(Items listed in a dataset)
--- START ---

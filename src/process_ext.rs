//! Helpers for running external tools with a hard deadline.
//!
//! ffprobe, the quality metrics and the frame extractor are all invoked as
//! short-lived child processes. Each caller supplies a timeout; a child that
//! overruns it is killed and reported as timed out rather than wedging a
//! worker thread.

use std::io::Read;
use std::process::{Command, ExitStatus, Stdio};
use std::time::{Duration, Instant};

const CAPTURE_LIMIT: usize = 4 * 1024 * 1024;

pub(crate) struct CommandOutput {
    pub status: ExitStatus,
    pub timed_out: bool,
    pub stdout: String,
    pub stderr: String,
}

impl CommandOutput {
    pub(crate) fn success(&self) -> bool {
        !self.timed_out && self.status.success()
    }
}

fn capture_stream<R: Read + Send + 'static>(
    stream: Option<R>,
) -> std::thread::JoinHandle<Vec<u8>> {
    std::thread::spawn(move || {
        let Some(mut stream) = stream else {
            return Vec::new();
        };
        let mut captured: Vec<u8> = Vec::new();
        let mut buf = [0u8; 8192];
        loop {
            let n = match stream.read(&mut buf) {
                Ok(0) => break,
                Ok(n) => n,
                Err(_) => break,
            };
            if captured.len() < CAPTURE_LIMIT {
                let remaining = CAPTURE_LIMIT - captured.len();
                captured.extend_from_slice(&buf[..remaining.min(n)]);
            }
        }
        captured
    })
}

/// Run a command to completion or `timeout`, whichever comes first, capturing
/// bounded stdout/stderr. The child is killed on timeout.
pub(crate) fn run_with_timeout(
    mut cmd: Command,
    timeout: Duration,
) -> Result<CommandOutput, std::io::Error> {
    cmd.stdin(Stdio::null())
        .stdout(Stdio::piped())
        .stderr(Stdio::piped());

    let mut child = cmd.spawn()?;
    let stdout_handle = capture_stream(child.stdout.take());
    let stderr_handle = capture_stream(child.stderr.take());

    let start = Instant::now();
    let mut timed_out = false;
    let status = loop {
        if let Some(status) = child.try_wait()? {
            break status;
        }
        if start.elapsed() >= timeout {
            timed_out = true;
            drop(child.kill());
            break child.wait()?;
        }
        std::thread::sleep(Duration::from_millis(10));
    };

    let stdout = stdout_handle.join().unwrap_or_default();
    let stderr = stderr_handle.join().unwrap_or_default();
    Ok(CommandOutput {
        status,
        timed_out,
        stdout: String::from_utf8_lossy(&stdout).into_owned(),
        stderr: String::from_utf8_lossy(&stderr).into_owned(),
    })
}
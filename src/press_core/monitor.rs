//! Read/control HTTP surface for the daemon.
//!
//! A small axum router served from a dedicated thread running its own
//! current-thread Tokio runtime, so the rest of the system stays plain
//! threads. Read endpoints return catalog statistics, scanner progress,
//! pipeline status and recent events; control verbs drive the pipeline and
//! scanner. Every verb is idempotent within its semantics. Basic auth is
//! optional and applied to every route when enabled.

use std::path::PathBuf;
use std::sync::Arc;

use anyhow::{Context, Result};
use axum::extract::{Path as AxumPath, Query, Request, State};
use axum::http::{StatusCode, header};
use axum::middleware::{self, Next};
use axum::response::{IntoResponse, Response};
use axum::routing::{get, post};
use axum::{Json, Router};
use base64::Engine;
use serde::Deserialize;
use serde_json::json;
use tower_http::trace::TraceLayer;
use tracing::{error, info, warn};

use crate::press_core::catalog::Catalog;
use crate::press_core::config::SharedConfig;
use crate::press_core::pipeline::{Pipeline, SessionOutcome};
use crate::press_core::scanner::Scanner;

#[derive(Clone)]
pub struct MonitorState {
    pub catalog: Arc<Catalog>,
    pub scanner: Scanner,
    pub pipeline: Pipeline,
    pub config: SharedConfig,
    /// Needed by the reload_config verb; None disables it.
    pub config_path: Option<PathBuf>,
}

/// Human-readable duration for dashboard fields ("2h 5m", "3m 20s").
pub(crate) fn format_seconds(seconds: f64) -> String {
    if seconds < 0.0 || !seconds.is_finite() {
        return "unknown".to_string();
    }
    let total = seconds as u64;
    if total < 60 {
        format!("{total}s")
    } else if total < 3600 {
        format!("{}m {}s", total / 60, total % 60)
    } else {
        format!("{}h {}m", total / 3600, (total % 3600) / 60)
    }
}

fn internal_error(err: impl std::fmt::Display) -> Response {
    (
        StatusCode::INTERNAL_SERVER_ERROR,
        Json(json!({ "error": err.to_string() })),
    )
        .into_response()
}

async fn stats(State(state): State<MonitorState>) -> Response {
    match state.catalog.statistics() {
        Ok(stats) => Json(stats).into_response(),
        Err(err) => internal_error(err),
    }
}

async fn scan_status(State(state): State<MonitorState>) -> Response {
    Json(state.scanner.progress()).into_response()
}

async fn compression_status(State(state): State<MonitorState>) -> Response {
    let config = state.config.get();
    let status = state.pipeline.status(&config);
    let mut value = match serde_json::to_value(&status) {
        Ok(value) => value,
        Err(err) => return internal_error(err),
    };
    if let Some(object) = value.as_object_mut() {
        object.insert(
            "session_duration".to_string(),
            json!(format_seconds(status.session_duration_seconds)),
        );
        object.insert(
            "queue_eta".to_string(),
            json!(format_seconds(status.queue_eta_seconds)),
        );
    }
    Json(value).into_response()
}

#[derive(Debug, Deserialize)]
struct EventsQuery {
    limit: Option<usize>,
}

async fn events(
    State(state): State<MonitorState>,
    Query(query): Query<EventsQuery>,
) -> Response {
    match state.catalog.recent_events(query.limit.unwrap_or(100)) {
        Ok(events) => Json(events).into_response(),
        Err(err) => internal_error(err),
    }
}

async fn control(
    State(state): State<MonitorState>,
    AxumPath(verb): AxumPath<String>,
) -> Response {
    match verb.as_str() {
        "pause" => {
            state.pipeline.pause();
            Json(json!({ "status": "ok", "action": "pause" })).into_response()
        }
        "resume" => {
            state.pipeline.resume();
            Json(json!({ "status": "ok", "action": "resume" })).into_response()
        }
        "stop" => {
            state.pipeline.stop();
            Json(json!({ "status": "ok", "action": "stop" })).into_response()
        }
        "start_scan" => {
            if state.scanner.is_scanning() {
                return Json(json!({ "status": "already_running", "action": "start_scan" }))
                    .into_response();
            }
            let scanner = state.scanner.clone();
            let config = state.config.get();
            std::thread::spawn(move || {
                if let Err(err) = scanner.run_scan(&config) {
                    warn!(error = %err, "scan launched from monitor failed");
                }
            });
            Json(json!({ "status": "ok", "action": "start_scan" })).into_response()
        }
        "start_compression" => {
            if state.pipeline.session_in_progress() {
                return Json(
                    json!({ "status": "already_running", "action": "start_compression" }),
                )
                .into_response();
            }
            let pipeline = state.pipeline.clone();
            let config = state.config.get();
            std::thread::spawn(move || {
                match pipeline.process_queue(&config, None, true) {
                    SessionOutcome::Skipped { reason } => {
                        info!(reason = %reason, "compression session launched from monitor was skipped");
                    }
                    SessionOutcome::Completed { files_processed, .. } => {
                        info!(files_processed, "compression session launched from monitor finished");
                    }
                }
            });
            Json(json!({ "status": "ok", "action": "start_compression" })).into_response()
        }
        "reload_config" => match &state.config_path {
            Some(path) => match state.config.reload_from(path) {
                Ok(()) => {
                    info!(path = %path.display(), "configuration reloaded");
                    Json(json!({ "status": "ok", "action": "reload_config" })).into_response()
                }
                Err(err) => (
                    StatusCode::BAD_REQUEST,
                    Json(json!({ "status": "error", "error": err.to_string() })),
                )
                    .into_response(),
            },
            None => (
                StatusCode::BAD_REQUEST,
                Json(json!({ "status": "error", "error": "no configuration file specified" })),
            )
                .into_response(),
        },
        _ => (
            StatusCode::NOT_FOUND,
            Json(json!({ "status": "error", "error": format!("unknown control verb: {verb}") })),
        )
            .into_response(),
    }
}

pub(crate) fn basic_auth_matches(header_value: &str, username: &str, password: &str) -> bool {
    let Some(encoded) = header_value.strip_prefix("Basic ") else {
        return false;
    };
    let Ok(decoded) = base64::engine::general_purpose::STANDARD.decode(encoded.trim()) else {
        return false;
    };
    let Ok(decoded) = String::from_utf8(decoded) else {
        return false;
    };
    let Some((user, pass)) = decoded.split_once(':') else {
        return false;
    };
    user == username && pass == password
}

async fn require_auth(State(state): State<MonitorState>, req: Request, next: Next) -> Response {
    let config = state.config.get();
    let web = &config.web_interface;
    if !web.secure {
        return next.run(req).await;
    }

    let authorized = req
        .headers()
        .get(header::AUTHORIZATION)
        .and_then(|v| v.to_str().ok())
        .is_some_and(|v| basic_auth_matches(v, &web.username, &web.password));

    if authorized {
        next.run(req).await
    } else {
        (
            StatusCode::UNAUTHORIZED,
            [(header::WWW_AUTHENTICATE, "Basic realm=\"mediapress\"")],
            "unauthorized",
        )
            .into_response()
    }
}

pub(crate) fn router(state: MonitorState) -> Router {
    Router::new()
        .route("/api/stats", get(stats))
        .route("/api/scan", get(scan_status))
        .route("/api/compression", get(compression_status))
        .route("/api/events", get(events))
        .route("/control/{verb}", post(control))
        .layer(middleware::from_fn_with_state(state.clone(), require_auth))
        .layer(TraceLayer::new_for_http())
        .with_state(state)
}

/// Start the monitor server on its own runtime thread. Returns immediately;
/// bind or serve failures are logged from the server thread.
pub fn spawn_monitor(state: MonitorState) -> Result<()> {
    let web = state.config.get().web_interface.clone();
    if !web.enabled {
        return Ok(());
    }

    std::thread::Builder::new()
        .name("mediapress-monitor".to_string())
        .spawn(move || {
            let runtime = match tokio::runtime::Builder::new_current_thread()
                .enable_all()
                .build()
            {
                Ok(runtime) => runtime,
                Err(err) => {
                    error!(error = %err, "failed to build monitor runtime");
                    return;
                }
            };
            runtime.block_on(async move {
                let app = router(state);
                let listener =
                    match tokio::net::TcpListener::bind((web.host.as_str(), web.port)).await {
                        Ok(listener) => listener,
                        Err(err) => {
                            error!(host = %web.host, port = web.port, error = %err,
                                "failed to bind monitor interface");
                            return;
                        }
                    };
                info!(host = %web.host, port = web.port, "monitor interface listening");
                if let Err(err) = axum::serve(listener, app).await {
                    error!(error = %err, "monitor server exited with error");
                }
            });
        })
        .context("failed to spawn monitor thread")?;
    Ok(())
}

#[cfg(test)]
mod tests {
    use super::*;

    #[test]
    fn format_seconds_covers_all_ranges() {
        assert_eq!(format_seconds(42.0), "42s");
        assert_eq!(format_seconds(200.0), "3m 20s");
        assert_eq!(format_seconds(7500.0), "2h 5m");
        assert_eq!(format_seconds(-1.0), "unknown");
    }

    #[test]
    fn basic_auth_accepts_exact_credentials_only() {
        let encoded = base64::engine::general_purpose::STANDARD.encode("admin:secret");
        let header_value = format!("Basic {encoded}");
        assert!(basic_auth_matches(&header_value, "admin", "secret"));
        assert!(!basic_auth_matches(&header_value, "admin", "other"));
        assert!(!basic_auth_matches("Bearer token", "admin", "secret"));
        assert!(!basic_auth_matches("Basic !!!notbase64!!!", "admin", "secret"));
    }
}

--- END ---

Filter the entries above down to the lines that hold the word "Instant", and copy those lines.

use std::time::{Duration, Instant};
    let start = Instant::now();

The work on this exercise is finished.